I ragazzi dell’ISATC
E poi c’è l’Istituto Superiore d’Arte del Teatro Colón che forma i giovani musicisti argentini. Durante questi anni, con loro ho tenuto alcuni concerti e delle masterclass. E lavorare con loro mi regala ogni volta la certezza che la musica classica non ha nessun problema di futuro. Il problema, semmai, è nostro — degli adulti che la raccontano come se fosse già morta. O come un oggetto da museo, da tenere sotto una teca di cristallo. Ma la musica è un essere vivo, che respira con noi, come noi.
Quei ragazzi suonano con una concentrazione e un’intensità che molti professionisti consumati non hanno più. Non perché siano necessariamente i migliori, ma perché non hanno ancora imparato l’assefuazione. Non si sono ancora assuefatti alla bellezza che li circonda e che producono allo stesso tempo, conservano il fuoco della curiosità e dello stupore.
Cosa vuol dire costruire una carriera internazionale Quando non hai scorciatoie, impari ogni cosa davvero.
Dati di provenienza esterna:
//! Shared fakes for unit tests: a manually advanced clock and an in-memory
//! transport.

use std::time::Duration;

use chrono::{DateTime, TimeZone, Utc};
use parking_lot::Mutex;
use reqwest::StatusCode;
use serde_json::Value;

use crate::time::Clock;
use crate::transport::{Transport, TransportError, TransportRequest, TransportResponse};

/// Initialize tracing for tests with output captured per test.
pub(crate) fn init_tracing() {
    let _ = tracing_subscriber::fmt()
        .with_max_level(tracing::Level::DEBUG)
        .with_test_writer()
        .try_init();
}

/// Clock that only moves when a test says so.
#[derive(Debug)]
pub(crate) struct ManualClock {
    now: Mutex<DateTime<Utc>>,
}

impl Default for ManualClock {
    fn default() -> Self {
        let start = Utc.with_ymd_and_hms(2025, 6, 1, 12, 0, 0).unwrap();
        Self {
            now: Mutex::new(start),
        }
    }
}

impl ManualClock {
    pub(crate) fn advance(&self, by: Duration) {
        let mut now = self.now.lock();
        *now += chrono::TimeDelta::from_std(by).expect("advance out of range");
    }
}

impl Clock for ManualClock {
    fn now(&self) -> DateTime<Utc> {
        *self.now.lock()
    }
}

type Handler =
    dyn Fn(&TransportRequest) -> Result<TransportResponse, TransportError> + Send + Sync;

/// Transport fake driven by a closure; every request is recorded for
/// call-count assertions.
pub(crate) struct FakeTransport {
    handler: Box<Handler>,
    requests: Mutex<Vec<TransportRequest>>,
}

impl std::fmt::Debug for FakeTransport {
    fn fmt(&self, f: &mut std::fmt::Formatter<'_>) -> std::fmt::Result {
        f.debug_struct("FakeTransport")
            .field("requests", &self.requests.lock().len())
            .finish()
    }
}

impl FakeTransport {
    pub(crate) fn new(
        handler: impl Fn(&TransportRequest) -> Result<TransportResponse, TransportError>
        + Send
        + Sync
        + 'static,
    ) -> Self {
        Self {
            handler: Box::new(handler),
            requests: Mutex::new(Vec::new()),
        }
    }

    pub(crate) fn request_count(&self) -> usize {
        self.requests.lock().len()
    }

    /// Number of recorded requests whose URL ends with `path`.
    pub(crate) fn calls_to(&self, path: &str) -> usize {
        self.requests
            .lock()
            .iter()
            .filter(|request| request.url.ends_with(path))
            .count()
    }
}

#[async_trait::async_trait]
impl Transport for FakeTransport {
    async fn execute(
        &self,
        request: TransportRequest,
    ) -> Result<TransportResponse, TransportError> {
        self.requests.lock().push(request.clone());
        (self.handler)(&request)
    }
}

pub(crate) fn json_response(status: StatusCode, body: Value) -> TransportResponse {
    TransportResponse {
        status,
        body: Some(body),
    }
}

pub(crate) fn network_error(message: &str) -> TransportError {
    TransportError {
        message: message.to_owned(),
    }
}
Impari a leggere un’orchestra, a capire quando un musicista è stanco o insoddisfatto, a trovare il modo giusto per dire una cosa difficile senza perdere la fiducia delle persone che hai davanti. Impari a stare sul podio non perché ci devi stare, ma perché hai qualcosa da dire.
Non provengo da una famiglia di musicisti. Non ho avuto padrini. Ho avuto la musica, la testardaggine, e la fortuna di incontrare persone che hanno creduto in quello che facevo prima ancora che lo credessi fino in fondo anch’io.
Il Teatro Colón mi ha dato la possibilità di dire quello che avevo da dire davanti a un pubblico che ascolta con una cura fuori dal comune. Il pubblico di Buenos Aires per la musica classica, nella mia esperienza, non ha equivalenti nel mondo. Non è un pubblico educato alla musica — è un pubblico innamorato della musica! Ed è impossibile non sentire questa energia straordinaria mentre dirigi.
Perché scrivo questo
Ho aperto questo blog perché ci sono cose che non stanno in un post di Instagram e che nelle interviste non ti chiedono. Stanno in mezzo, in quel territorio che appartiene a chi scrive e a chi legge, senza mediatori.
Comincio dal Colón perché è il posto dove, in questi anni, ho sentito di essere esattamente dove dovevo essere. Non so quante volte nella vita capita di sentire una cosa del genere. Abbastanza raramente, credo. E questo vale la pena scriverlo.